### Task details:
From the listing below, pull out all lines with "UnterminatedSubstitution" in them.

== Segment start ==

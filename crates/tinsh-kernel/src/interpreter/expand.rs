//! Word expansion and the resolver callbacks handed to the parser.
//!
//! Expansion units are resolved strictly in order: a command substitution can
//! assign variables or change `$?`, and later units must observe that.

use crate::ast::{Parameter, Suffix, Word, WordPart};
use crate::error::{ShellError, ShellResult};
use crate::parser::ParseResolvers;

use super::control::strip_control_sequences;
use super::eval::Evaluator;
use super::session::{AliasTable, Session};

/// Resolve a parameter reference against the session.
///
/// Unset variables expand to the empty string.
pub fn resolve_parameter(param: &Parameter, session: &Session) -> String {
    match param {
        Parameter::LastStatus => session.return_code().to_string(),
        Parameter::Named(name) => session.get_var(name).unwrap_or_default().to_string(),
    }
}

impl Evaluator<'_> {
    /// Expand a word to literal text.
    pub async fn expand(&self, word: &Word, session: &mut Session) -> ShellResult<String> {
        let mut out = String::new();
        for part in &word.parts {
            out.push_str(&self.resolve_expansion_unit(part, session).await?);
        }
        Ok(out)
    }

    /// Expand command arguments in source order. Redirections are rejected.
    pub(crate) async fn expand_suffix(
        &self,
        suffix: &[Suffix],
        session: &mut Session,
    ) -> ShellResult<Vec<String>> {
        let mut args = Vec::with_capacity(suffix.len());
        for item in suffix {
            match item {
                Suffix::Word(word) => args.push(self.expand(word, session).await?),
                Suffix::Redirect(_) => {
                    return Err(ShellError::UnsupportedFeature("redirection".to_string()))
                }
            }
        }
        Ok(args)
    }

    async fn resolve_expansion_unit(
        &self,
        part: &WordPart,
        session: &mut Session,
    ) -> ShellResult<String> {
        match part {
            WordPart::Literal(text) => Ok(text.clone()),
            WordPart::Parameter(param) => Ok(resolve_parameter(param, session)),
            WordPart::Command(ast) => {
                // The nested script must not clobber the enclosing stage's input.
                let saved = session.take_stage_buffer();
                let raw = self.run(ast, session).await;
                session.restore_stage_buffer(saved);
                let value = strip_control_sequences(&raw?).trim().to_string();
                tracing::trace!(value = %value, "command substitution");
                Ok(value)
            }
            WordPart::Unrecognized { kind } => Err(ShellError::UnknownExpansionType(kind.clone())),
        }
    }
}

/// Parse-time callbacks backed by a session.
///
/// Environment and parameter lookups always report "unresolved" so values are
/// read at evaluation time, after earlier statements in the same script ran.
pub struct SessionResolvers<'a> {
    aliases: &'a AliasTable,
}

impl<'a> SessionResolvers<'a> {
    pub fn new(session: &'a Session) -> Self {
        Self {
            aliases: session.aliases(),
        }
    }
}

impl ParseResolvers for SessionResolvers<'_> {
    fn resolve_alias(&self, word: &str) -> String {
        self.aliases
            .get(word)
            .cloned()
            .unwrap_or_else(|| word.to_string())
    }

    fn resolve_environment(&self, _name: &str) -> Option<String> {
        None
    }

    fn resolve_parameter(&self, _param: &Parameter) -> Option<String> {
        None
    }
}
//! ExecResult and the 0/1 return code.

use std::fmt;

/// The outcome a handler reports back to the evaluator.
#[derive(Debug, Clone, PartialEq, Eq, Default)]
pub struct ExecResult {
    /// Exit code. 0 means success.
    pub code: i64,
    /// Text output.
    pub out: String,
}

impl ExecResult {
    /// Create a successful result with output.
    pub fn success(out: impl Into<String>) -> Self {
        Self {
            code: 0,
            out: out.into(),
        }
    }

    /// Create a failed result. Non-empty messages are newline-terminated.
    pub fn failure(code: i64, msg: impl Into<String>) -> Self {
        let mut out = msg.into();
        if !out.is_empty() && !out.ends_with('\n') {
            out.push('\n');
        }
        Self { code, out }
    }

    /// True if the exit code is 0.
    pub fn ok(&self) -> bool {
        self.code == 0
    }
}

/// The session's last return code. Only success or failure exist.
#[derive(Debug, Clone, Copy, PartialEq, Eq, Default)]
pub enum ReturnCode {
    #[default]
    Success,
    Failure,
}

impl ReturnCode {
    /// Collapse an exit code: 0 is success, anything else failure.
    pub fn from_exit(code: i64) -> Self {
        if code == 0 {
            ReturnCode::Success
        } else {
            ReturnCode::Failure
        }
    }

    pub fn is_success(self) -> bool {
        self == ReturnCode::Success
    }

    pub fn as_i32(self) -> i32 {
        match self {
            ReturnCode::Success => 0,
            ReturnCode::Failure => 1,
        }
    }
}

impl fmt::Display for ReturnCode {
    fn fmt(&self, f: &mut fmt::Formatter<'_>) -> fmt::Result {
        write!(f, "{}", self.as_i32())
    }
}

== Segment end ==
== Segment start ==

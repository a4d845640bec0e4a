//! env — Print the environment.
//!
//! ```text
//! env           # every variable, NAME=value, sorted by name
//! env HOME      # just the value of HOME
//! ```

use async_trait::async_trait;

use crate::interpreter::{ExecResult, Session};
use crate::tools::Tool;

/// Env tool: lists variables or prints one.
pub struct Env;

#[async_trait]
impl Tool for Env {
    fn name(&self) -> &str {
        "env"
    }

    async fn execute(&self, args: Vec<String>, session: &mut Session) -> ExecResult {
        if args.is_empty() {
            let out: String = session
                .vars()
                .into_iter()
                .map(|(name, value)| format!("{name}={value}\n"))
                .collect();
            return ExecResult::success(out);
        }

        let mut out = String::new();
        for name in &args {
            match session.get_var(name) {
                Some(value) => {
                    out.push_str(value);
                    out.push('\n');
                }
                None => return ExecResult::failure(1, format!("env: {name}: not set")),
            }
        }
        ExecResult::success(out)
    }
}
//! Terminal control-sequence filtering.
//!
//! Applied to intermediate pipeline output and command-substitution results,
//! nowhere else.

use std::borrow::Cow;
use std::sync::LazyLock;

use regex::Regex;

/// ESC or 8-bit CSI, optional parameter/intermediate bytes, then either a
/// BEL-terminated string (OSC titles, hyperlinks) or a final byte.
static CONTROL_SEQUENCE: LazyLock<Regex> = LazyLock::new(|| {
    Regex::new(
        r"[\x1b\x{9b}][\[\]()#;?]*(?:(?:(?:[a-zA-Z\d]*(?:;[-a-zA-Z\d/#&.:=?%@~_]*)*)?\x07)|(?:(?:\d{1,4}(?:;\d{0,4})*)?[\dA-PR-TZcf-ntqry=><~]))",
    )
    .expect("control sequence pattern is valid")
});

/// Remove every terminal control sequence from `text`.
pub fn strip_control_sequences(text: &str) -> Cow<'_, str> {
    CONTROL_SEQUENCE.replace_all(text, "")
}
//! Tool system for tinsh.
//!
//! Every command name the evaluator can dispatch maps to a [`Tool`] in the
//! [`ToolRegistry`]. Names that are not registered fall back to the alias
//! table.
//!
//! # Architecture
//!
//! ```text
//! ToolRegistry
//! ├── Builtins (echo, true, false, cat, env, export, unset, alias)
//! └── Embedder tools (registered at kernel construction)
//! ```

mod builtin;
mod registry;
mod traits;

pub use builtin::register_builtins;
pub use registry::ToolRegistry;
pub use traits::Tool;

== Segment end ==
== Segment start ==

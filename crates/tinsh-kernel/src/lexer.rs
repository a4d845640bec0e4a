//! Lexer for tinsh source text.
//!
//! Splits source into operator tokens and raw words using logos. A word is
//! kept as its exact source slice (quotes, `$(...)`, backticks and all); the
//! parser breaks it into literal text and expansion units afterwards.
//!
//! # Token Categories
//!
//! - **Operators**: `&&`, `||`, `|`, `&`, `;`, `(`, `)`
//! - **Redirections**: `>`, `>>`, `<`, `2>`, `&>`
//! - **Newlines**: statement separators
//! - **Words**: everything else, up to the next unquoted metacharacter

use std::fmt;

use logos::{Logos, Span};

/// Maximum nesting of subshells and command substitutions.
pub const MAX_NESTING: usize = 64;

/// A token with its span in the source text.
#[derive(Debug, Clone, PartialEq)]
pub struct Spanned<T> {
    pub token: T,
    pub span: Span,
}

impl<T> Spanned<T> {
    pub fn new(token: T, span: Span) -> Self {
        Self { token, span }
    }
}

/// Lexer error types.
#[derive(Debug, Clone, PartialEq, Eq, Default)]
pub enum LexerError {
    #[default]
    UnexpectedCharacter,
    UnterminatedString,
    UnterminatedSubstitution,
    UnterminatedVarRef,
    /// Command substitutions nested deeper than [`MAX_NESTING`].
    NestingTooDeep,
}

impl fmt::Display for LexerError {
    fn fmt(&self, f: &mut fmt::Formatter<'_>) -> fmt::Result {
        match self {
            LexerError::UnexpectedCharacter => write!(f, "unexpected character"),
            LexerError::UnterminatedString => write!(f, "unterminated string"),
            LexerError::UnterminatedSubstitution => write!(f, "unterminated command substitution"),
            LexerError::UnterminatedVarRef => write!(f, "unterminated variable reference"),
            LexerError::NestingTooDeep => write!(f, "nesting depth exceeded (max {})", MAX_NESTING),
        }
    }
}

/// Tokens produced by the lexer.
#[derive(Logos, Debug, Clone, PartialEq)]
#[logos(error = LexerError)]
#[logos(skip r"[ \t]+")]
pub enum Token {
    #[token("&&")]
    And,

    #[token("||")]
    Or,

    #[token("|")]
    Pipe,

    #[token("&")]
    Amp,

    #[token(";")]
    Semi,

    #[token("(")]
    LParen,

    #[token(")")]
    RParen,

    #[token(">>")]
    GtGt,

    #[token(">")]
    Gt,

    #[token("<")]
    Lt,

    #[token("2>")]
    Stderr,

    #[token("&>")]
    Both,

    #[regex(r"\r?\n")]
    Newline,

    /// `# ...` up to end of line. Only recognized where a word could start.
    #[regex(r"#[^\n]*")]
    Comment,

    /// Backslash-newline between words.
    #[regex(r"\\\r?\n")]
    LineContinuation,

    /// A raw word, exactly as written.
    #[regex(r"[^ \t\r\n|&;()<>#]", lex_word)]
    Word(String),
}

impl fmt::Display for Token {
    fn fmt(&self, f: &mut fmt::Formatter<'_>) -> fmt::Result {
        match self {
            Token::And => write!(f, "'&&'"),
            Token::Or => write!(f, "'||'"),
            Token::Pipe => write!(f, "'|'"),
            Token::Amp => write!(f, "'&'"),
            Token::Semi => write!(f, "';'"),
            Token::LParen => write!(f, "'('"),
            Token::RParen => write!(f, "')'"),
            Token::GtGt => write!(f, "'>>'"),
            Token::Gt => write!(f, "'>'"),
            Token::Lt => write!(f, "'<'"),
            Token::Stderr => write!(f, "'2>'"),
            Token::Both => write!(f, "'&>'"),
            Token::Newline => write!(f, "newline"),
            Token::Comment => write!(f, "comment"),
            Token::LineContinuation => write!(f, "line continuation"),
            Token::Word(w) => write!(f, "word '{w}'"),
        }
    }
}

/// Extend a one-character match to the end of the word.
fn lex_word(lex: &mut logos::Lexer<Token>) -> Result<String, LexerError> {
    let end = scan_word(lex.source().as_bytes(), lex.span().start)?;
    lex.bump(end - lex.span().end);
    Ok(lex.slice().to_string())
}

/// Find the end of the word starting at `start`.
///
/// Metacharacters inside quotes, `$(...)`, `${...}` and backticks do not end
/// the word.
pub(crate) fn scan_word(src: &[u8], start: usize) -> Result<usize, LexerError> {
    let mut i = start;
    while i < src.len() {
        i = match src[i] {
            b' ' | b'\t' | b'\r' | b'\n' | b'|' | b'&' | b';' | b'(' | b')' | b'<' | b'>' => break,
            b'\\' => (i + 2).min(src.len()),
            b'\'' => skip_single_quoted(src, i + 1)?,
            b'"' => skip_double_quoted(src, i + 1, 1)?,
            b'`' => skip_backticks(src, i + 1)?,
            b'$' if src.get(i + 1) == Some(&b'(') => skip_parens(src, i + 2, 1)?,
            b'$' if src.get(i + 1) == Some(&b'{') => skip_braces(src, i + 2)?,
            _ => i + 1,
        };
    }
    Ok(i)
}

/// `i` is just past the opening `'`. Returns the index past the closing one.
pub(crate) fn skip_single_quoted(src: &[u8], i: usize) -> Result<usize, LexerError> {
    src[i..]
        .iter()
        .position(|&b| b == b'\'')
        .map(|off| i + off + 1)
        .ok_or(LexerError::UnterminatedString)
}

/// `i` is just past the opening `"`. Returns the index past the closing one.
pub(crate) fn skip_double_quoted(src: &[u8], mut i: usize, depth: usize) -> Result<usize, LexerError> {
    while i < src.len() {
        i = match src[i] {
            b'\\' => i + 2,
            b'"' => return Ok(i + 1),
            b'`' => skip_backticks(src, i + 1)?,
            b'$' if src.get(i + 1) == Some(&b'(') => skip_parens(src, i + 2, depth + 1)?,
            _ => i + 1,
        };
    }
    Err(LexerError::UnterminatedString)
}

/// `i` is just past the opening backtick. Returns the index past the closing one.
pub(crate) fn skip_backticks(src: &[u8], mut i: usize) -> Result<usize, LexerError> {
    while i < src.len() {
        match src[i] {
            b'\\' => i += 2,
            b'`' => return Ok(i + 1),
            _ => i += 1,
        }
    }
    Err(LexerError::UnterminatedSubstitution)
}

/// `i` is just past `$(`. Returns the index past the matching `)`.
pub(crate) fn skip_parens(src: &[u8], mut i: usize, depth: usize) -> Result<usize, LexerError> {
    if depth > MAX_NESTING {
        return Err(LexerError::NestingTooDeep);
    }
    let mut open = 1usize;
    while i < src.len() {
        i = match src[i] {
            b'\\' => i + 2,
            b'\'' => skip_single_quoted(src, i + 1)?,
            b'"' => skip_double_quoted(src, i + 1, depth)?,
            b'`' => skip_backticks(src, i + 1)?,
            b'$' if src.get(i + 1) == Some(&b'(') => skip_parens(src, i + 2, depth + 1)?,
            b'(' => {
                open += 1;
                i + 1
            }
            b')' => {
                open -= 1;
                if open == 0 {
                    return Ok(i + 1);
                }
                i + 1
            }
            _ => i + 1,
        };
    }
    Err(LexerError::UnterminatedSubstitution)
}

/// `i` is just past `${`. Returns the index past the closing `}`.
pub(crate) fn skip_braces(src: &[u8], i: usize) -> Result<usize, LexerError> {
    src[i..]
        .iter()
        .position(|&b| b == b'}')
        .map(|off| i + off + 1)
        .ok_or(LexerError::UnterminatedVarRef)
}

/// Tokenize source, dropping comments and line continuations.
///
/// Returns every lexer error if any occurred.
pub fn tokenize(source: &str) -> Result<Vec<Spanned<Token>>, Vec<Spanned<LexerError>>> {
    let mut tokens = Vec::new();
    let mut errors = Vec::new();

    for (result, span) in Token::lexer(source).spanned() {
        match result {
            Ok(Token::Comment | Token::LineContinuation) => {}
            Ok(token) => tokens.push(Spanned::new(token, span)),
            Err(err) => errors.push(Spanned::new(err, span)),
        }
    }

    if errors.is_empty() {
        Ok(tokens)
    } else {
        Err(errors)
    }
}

== Segment end ==

### Problem solution:
    UnterminatedSubstitution,
            LexerError::UnterminatedSubstitution => write!(f, "unterminated command substitution"),
    Err(LexerError::UnterminatedSubstitution)
    Err(LexerError::UnterminatedSubstitution)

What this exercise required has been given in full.